Recently, I gave a detailed account to an individual about what I did to address her immediate needs. Guess what? Without any semblance of gratitude and acknowledgment, she proceeded to list many other things she needs me to do—never acknowledging what I have already done. Really? Are you kidding me? This selfishness is hurtful—no matter how tough one is. I don’t want to become a cold and isolated person unwilling to do anything for others, but it’s too many instances like this that suggest I may need to adopt a form of this “cold and isolated person.”
Critical Self-Reflection Exercise
Take a moment right now and engage in critical self-reflection. Do you primarily associate with most people to gain some benefit from them? For those you benefit from, do you often think about ways to show them how much you appreciate them? Recognize that a “thank you” is vacuous and insufficient at some point.
Learning from “Write-to-Learn” Exercise
As a writing scholar and instructor, I study the concept and practice of “write-to-learn.” “Write-to-learn” centers on how it is often necessary for us to engage in the critical thinking writing affords us to comprehend what we really think about an issue. I like to assign write-to-learn exercises to my students. If I contend these exercises are useful for my student writers, then I must use these exercises, too.
From the critical thinking this exercise supplied, I determined I will give to and invest in a select few who show their genuine gratitude for the serious contributions I have made to their lives. To be frank, it’s just a few people out of the many folks I have given to and invested in substantially. That’s sad, but it’s the unvarnished, unadulterated truth.
I realize I shouldn’t stop contributing to others; I must limit my contributions to those few who demonstrate they truly value what I do for them.

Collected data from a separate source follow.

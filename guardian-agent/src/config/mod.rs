use agent_core::config as core_config;
use agent_core::error::AppError;
use serde::Deserialize;
use std::env;

#[derive(Debug, Clone, Deserialize)]
pub struct GuardianConfig {
    #[serde(flatten)]
    pub common: core_config::Config,
    pub environment: Environment,
    pub service_name: String,
    pub log_level: String,
    pub remote: RemoteConfig,
    pub mongodb: MongoConfig,
    pub smtp: SmtpConfig,
    pub notify: NotifyConfig,
}

#[derive(Debug, Clone, Deserialize, PartialEq)]
#[serde(rename_all = "lowercase")]
pub enum Environment {
    Dev,
    Prod,
}

/// How a login decision resolves when the risk service cannot be reached.
#[derive(Debug, Clone, Deserialize, PartialEq)]
#[serde(rename_all = "lowercase")]
pub enum FailPolicy {
    /// Let the login proceed.
    Open,
    /// Treat the login as blocked.
    Closed,
}

#[derive(Debug, Clone, Deserialize)]
pub struct RemoteConfig {
    pub endpoint: String,
    pub public_base_url: String,
    pub admin_email: String,
    pub landing_url: String,
    pub active: bool,
    pub fail_policy: FailPolicy,
    pub reverse_dns: bool,
    pub timeout_seconds: u64,
    pub sync_interval_seconds: u64,
}

#[derive(Debug, Clone, Deserialize)]
pub struct MongoConfig {
    pub uri: String,
    pub database: String,
    pub enabled: bool,
}

#[derive(Debug, Clone, Deserialize)]
pub struct SmtpConfig {
    pub host: String,
    pub port: u16,
    pub user: String,
    pub password: String,
    pub from_email: String,
    pub from_name: String,
    pub enabled: bool,
}

#[derive(Debug, Clone, Deserialize)]
pub struct NotifyConfig {
    pub email_subject: String,
    pub email_text: String,
    pub email_html: String,
    pub date_format: String,
    pub time_format: String,
    pub test_mode: bool,
    pub support_addr: Option<String>,
}

const DEFAULT_EMAIL_TEXT: &str = "A suspicious access to your account was detected.\n\n\
Address: [IP] ([IP_REVERSE])\nLocation: [CITY]\nBrowser: [USER_AGENT]\n\
System: [SYSTEM]\nWhen: [DATE] [TIME]\n\n\
If this was not you, please change your password.";

const DEFAULT_EMAIL_HTML: &str = "<p>A suspicious access to your account was detected.</p>\
<ul><li>Address: [IP] ([IP_REVERSE])</li><li>Location: [CITY]</li>\
<li>Browser: [USER_AGENT]</li><li>System: [SYSTEM]</li>\
<li>When: [DATE] [TIME]</li></ul>\
<p>If this was not you, please change your password.</p>";

impl GuardianConfig {
    pub fn from_env() -> Result<Self, AppError> {
        let common_config = core_config::Config::load()?;

        let env_str = env::var("ENVIRONMENT").unwrap_or_else(|_| "dev".to_string());
        let environment: Environment = env_str
            .parse()
            .map_err(|e: String| AppError::ConfigError(anyhow::anyhow!(e)))?;

        let is_prod = environment == Environment::Prod;

        let public_base_url = get_env("PUBLIC_BASE_URL", Some("http://localhost:8080"), is_prod)?;
        let landing_url = get_env("LANDING_URL", Some(&format!("{}/", public_base_url)), is_prod)?;

        let config = GuardianConfig {
            common: common_config,
            environment: environment.clone(),
            service_name: get_env("SERVICE_NAME", Some("guardian-agent"), is_prod)?,
            log_level: get_env("LOG_LEVEL", Some("info"), is_prod)?,
            remote: RemoteConfig {
                endpoint: get_env(
                    "GUARDIANKEY_ENDPOINT",
                    Some("https://api.guardiankey.io"),
                    is_prod,
                )?,
                public_base_url,
                admin_email: get_env("ADMIN_EMAIL", Some("admin@localhost"), is_prod)?,
                landing_url,
                active: get_env("ACTIVE_MODE", Some("false"), is_prod)?
                    .parse()
                    .unwrap_or(false),
                fail_policy: get_env(
                    "FAIL_POLICY",
                    Some(if is_prod { "closed" } else { "open" }),
                    is_prod,
                )?
                .parse()
                .map_err(|e: String| AppError::ConfigError(anyhow::anyhow!(e)))?,
                reverse_dns: get_env("REVERSE_DNS", Some("true"), is_prod)?
                    .parse()
                    .unwrap_or(true),
                timeout_seconds: get_env("REMOTE_TIMEOUT_SECONDS", Some("5"), is_prod)?
                    .parse()
                    .unwrap_or(5),
                sync_interval_seconds: get_env("SYNC_INTERVAL_SECONDS", Some("300"), is_prod)?
                    .parse()
                    .unwrap_or(300),
            },
            mongodb: MongoConfig {
                uri: get_env("MONGODB_URI", Some("mongodb://localhost:27017"), is_prod)?,
                database: get_env("MONGODB_DATABASE", Some("guardian_agent"), is_prod)?,
                enabled: env::var("MONGODB_ENABLED")
                    .unwrap_or_else(|_| "true".to_string())
                    .parse()
                    .unwrap_or(true),
            },
            smtp: SmtpConfig {
                host: get_env("SMTP_HOST", Some("smtp.gmail.com"), is_prod)?,
                port: get_env("SMTP_PORT", Some("587"), is_prod)?
                    .parse()
                    .unwrap_or(587),
                user: get_env("SMTP_USER", Some(""), is_prod)?,
                password: get_env("SMTP_PASSWORD", Some(""), is_prod)?,
                from_email: get_env("SMTP_FROM_EMAIL", Some("noreply@example.com"), is_prod)?,
                from_name: get_env("SMTP_FROM_NAME", Some("Account Security"), is_prod)?,
                enabled: env::var("SMTP_ENABLED")
                    .unwrap_or_else(|_| "false".to_string())
                    .parse()
                    .unwrap_or(false),
            },
            notify: NotifyConfig {
                email_subject: get_env(
                    "EMAIL_SUBJECT",
                    Some("Security alert for your account"),
                    is_prod,
                )?,
                email_text: get_env("EMAIL_TEXT", Some(DEFAULT_EMAIL_TEXT), is_prod)?,
                email_html: get_env("EMAIL_HTML", Some(DEFAULT_EMAIL_HTML), is_prod)?,
                date_format: get_env("DATE_FORMAT", Some("%Y-%m-%d"), is_prod)?,
                time_format: get_env("TIME_FORMAT", Some("%H:%M:%S"), is_prod)?,
                test_mode: get_env("TEST_MODE", Some("false"), is_prod)?
                    .parse()
                    .unwrap_or(false),
                support_addr: env::var("SUPPORT_ADDR").ok().filter(|s| !s.trim().is_empty()),
            },
        };

        config.validate()?;
        Ok(config)
    }

    fn validate(&self) -> Result<(), AppError> {
        if self.common.port == 0 && self.environment == Environment::Prod {
            return Err(AppError::ConfigError(anyhow::anyhow!(
                "PORT must be greater than 0"
            )));
        }

        if self.remote.timeout_seconds == 0 {
            return Err(AppError::ConfigError(anyhow::anyhow!(
                "REMOTE_TIMEOUT_SECONDS must be positive"
            )));
        }

        if self.remote.sync_interval_seconds == 0 {
            return Err(AppError::ConfigError(anyhow::anyhow!(
                "SYNC_INTERVAL_SECONDS must be positive"
            )));
        }

        if self.environment == Environment::Prod {
            if self.remote.public_base_url.starts_with("http://localhost") {
                return Err(AppError::ConfigError(anyhow::anyhow!(
                    "PUBLIC_BASE_URL must be set to a reachable address in production"
                )));
            }

            if self.remote.active && self.remote.fail_policy == FailPolicy::Open {
                tracing::warn!(
                    "Active blocking with FAIL_POLICY=open: logins proceed when the risk service is unreachable"
                );
            }
        }

        Ok(())
    }

    /// The callback URL handed to the risk service at registration time.
    pub fn webhook_url(&self) -> String {
        format!(
            "{}/guardiankey/webhook",
            self.remote.public_base_url.trim_end_matches('/')
        )
    }
}

fn get_env(key: &str, default: Option<&str>, is_prod: bool) -> Result<String, AppError> {
    match env::var(key) {
        Ok(val) => Ok(val),
        Err(_) => {
            if is_prod {
                Err(AppError::ConfigError(anyhow::anyhow!(
                    "{} is required in production but not set",
                    key
                )))
            } else if let Some(def) = default {
                Ok(def.to_string())
            } else {
                Err(AppError::ConfigError(anyhow::anyhow!(
                    "{} is required but not set",
                    key
                )))
            }
        }
    }
}

impl std::str::FromStr for Environment {
    type Err = String;

    fn from_str(s: &str) -> Result<Self, Self::Err> {
        match s.to_lowercase().as_str() {
            "dev" => Ok(Environment::Dev),
            "prod" => Ok(Environment::Prod),
            _ => Err(format!("Invalid environment: {}", s)),
        }
    }
}

impl std::str::FromStr for FailPolicy {
    type Err = String;

    fn from_str(s: &str) -> Result<Self, Self::Err> {
        match s.to_lowercase().as_str() {
            "open" => Ok(FailPolicy::Open),
            "closed" => Ok(FailPolicy::Closed),
            _ => Err(format!("Invalid fail policy: {}", s)),
        }
    }
}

Also, I notice that once some people receive such significant help from me and they no longer need my help, I never hear from them—unless I initiate contact. By no means do I feel they should contact me each day; however, I believe they should contact me periodically—even if it’s nothing but to see how I am doing and to let me know how they are doing. A quick text message, phone call, private/direct message on social media platforms, and/or etc.
Ultimately, you must do what makes you happy and what gives you joy. That’s what I’ve decided to do from this point on: do what makes me happy and what gives me joy.
Although you may be an unfiltered person, one who holds nothing back, takes no prisoners, add one powerful tool to your arsenal: restraint. Even though it may seem counterintuitive, take some opportunities to exercise restraint when folks will not expect you to filter yourself or remain silent. If something is said, especially if well-planned, orchestrated by one or more individuals, that would normally ignite your metaphorical fire, shock people occasionally by responding to their mean-spirited, intentionally injurious words with silence or a filtered, understated retort. When you’re known for bringing the metaphorical heat, you can keep your opponents dazed and confused by sometimes responding in ways much less vigorous than is typical. Don’t let people easily anticipate you and your response; add some mystery, some deeper nuance, some extra layers to you and your reactions.
Trust me, I understand how difficult this can be. Recently, I was reminded how challenging this is for someone who doesn’t “play no games,” but, after robust reflection, I saw how my restraint confounded my adversaries. Even if your detractors think they have defeated you with their well-designed takedown, one analogous to those Vice President Kamala Harris deftly delivers, withhold your raw response—at least temporarily.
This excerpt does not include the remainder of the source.